> Exercise material
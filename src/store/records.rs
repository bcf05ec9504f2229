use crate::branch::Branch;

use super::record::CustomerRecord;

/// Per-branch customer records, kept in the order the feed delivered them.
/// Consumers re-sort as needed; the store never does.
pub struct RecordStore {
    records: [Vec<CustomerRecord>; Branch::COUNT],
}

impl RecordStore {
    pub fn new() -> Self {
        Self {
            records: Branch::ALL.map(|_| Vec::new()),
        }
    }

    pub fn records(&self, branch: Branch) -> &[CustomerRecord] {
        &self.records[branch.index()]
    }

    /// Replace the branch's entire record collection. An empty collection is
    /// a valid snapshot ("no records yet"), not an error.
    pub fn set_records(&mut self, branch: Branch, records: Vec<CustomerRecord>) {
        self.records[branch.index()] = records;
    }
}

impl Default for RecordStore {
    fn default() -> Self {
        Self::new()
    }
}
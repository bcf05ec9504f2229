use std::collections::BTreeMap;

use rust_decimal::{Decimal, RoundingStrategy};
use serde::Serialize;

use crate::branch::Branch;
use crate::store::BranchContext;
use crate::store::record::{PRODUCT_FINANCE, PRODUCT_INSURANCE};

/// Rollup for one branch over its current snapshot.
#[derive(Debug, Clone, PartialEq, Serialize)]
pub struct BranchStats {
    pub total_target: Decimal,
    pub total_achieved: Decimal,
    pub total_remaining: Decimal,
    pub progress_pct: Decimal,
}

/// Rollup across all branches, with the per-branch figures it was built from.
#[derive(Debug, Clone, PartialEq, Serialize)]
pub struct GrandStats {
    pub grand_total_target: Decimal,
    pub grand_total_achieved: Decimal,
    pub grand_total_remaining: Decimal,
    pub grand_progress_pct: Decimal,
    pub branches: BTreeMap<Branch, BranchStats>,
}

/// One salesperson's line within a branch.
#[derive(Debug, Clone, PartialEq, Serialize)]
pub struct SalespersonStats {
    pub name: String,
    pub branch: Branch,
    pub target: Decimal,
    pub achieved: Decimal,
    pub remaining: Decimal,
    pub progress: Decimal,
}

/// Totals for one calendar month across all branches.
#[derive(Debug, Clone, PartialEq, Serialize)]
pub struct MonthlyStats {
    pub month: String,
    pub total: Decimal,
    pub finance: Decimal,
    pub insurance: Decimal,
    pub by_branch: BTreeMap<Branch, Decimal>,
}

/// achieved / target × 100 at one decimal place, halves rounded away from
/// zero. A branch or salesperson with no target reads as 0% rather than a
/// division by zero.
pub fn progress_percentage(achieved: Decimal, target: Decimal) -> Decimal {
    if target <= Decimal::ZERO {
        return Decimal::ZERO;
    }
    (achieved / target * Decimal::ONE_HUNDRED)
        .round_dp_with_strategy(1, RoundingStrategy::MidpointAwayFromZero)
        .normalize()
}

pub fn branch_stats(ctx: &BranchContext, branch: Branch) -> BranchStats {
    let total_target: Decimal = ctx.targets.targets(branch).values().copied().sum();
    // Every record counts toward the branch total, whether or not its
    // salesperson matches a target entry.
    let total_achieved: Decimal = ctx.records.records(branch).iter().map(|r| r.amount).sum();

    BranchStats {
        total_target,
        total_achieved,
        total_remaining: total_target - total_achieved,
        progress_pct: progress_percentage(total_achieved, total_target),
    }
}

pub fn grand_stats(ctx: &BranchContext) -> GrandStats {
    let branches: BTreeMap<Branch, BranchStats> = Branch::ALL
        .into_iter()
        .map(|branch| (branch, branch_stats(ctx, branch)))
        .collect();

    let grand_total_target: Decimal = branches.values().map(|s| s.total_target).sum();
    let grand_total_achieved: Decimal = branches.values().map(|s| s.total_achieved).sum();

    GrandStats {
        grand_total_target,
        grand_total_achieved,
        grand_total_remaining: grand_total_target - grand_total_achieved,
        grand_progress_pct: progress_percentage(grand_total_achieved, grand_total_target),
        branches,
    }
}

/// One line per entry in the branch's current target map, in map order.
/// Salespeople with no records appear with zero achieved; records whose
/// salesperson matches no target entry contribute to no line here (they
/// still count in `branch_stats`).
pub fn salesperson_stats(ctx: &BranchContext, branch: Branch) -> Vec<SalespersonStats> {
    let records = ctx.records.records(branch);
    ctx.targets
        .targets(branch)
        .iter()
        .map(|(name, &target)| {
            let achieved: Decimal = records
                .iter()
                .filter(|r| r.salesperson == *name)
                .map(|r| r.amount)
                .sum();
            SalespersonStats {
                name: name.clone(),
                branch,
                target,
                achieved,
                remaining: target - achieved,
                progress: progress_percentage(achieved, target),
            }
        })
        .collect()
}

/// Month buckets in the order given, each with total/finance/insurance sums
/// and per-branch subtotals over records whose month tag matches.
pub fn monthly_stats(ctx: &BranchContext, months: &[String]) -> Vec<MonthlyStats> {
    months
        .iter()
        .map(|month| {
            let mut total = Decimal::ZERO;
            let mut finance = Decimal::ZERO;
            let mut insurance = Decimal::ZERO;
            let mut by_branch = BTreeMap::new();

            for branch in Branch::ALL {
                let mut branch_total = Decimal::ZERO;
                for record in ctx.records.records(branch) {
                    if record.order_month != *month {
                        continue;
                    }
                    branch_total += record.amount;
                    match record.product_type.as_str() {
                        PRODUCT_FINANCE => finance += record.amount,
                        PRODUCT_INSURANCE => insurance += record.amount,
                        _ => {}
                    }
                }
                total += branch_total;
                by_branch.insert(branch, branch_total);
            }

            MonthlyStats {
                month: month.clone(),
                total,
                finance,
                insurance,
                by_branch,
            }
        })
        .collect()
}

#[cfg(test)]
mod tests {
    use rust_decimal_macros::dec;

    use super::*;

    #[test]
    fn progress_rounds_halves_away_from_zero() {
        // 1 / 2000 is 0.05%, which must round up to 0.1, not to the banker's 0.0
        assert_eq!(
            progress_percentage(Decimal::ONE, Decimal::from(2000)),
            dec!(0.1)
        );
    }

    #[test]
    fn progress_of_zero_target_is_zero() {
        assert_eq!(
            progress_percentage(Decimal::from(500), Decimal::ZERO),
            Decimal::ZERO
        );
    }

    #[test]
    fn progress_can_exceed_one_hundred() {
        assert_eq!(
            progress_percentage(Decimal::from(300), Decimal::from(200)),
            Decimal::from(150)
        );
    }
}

> The task
Exact reproduction is required. Give the lines of the data from its first line through the line containing "use crate::store::BranchContext;", and no others.

> Response to the exercise
filename src/store/records.rs
repository bcf05ec9504f2229
use crate::branch::Branch;

use super::record::CustomerRecord;

/// Per-branch customer records, kept in the order the feed delivered them.
/// Consumers re-sort as needed; the store never does.
pub struct RecordStore {
    records: [Vec<CustomerRecord>; Branch::COUNT],
}

impl RecordStore {
    pub fn new() -> Self {
        Self {
            records: Branch::ALL.map(|_| Vec::new()),
        }
    }

    pub fn records(&self, branch: Branch) -> &[CustomerRecord] {
        &self.records[branch.index()]
    }

    /// Replace the branch's entire record collection. An empty collection is
    /// a valid snapshot ("no records yet"), not an error.
    pub fn set_records(&mut self, branch: Branch, records: Vec<CustomerRecord>) {
        self.records[branch.index()] = records;
    }
}

impl Default for RecordStore {
    fn default() -> Self {
        Self::new()
    }
}
repository bcf05ec9504f2229
use std::collections::BTreeMap;

use rust_decimal::{Decimal, RoundingStrategy};
use serde::Serialize;

use crate::branch::Branch;
use crate::store::BranchContext;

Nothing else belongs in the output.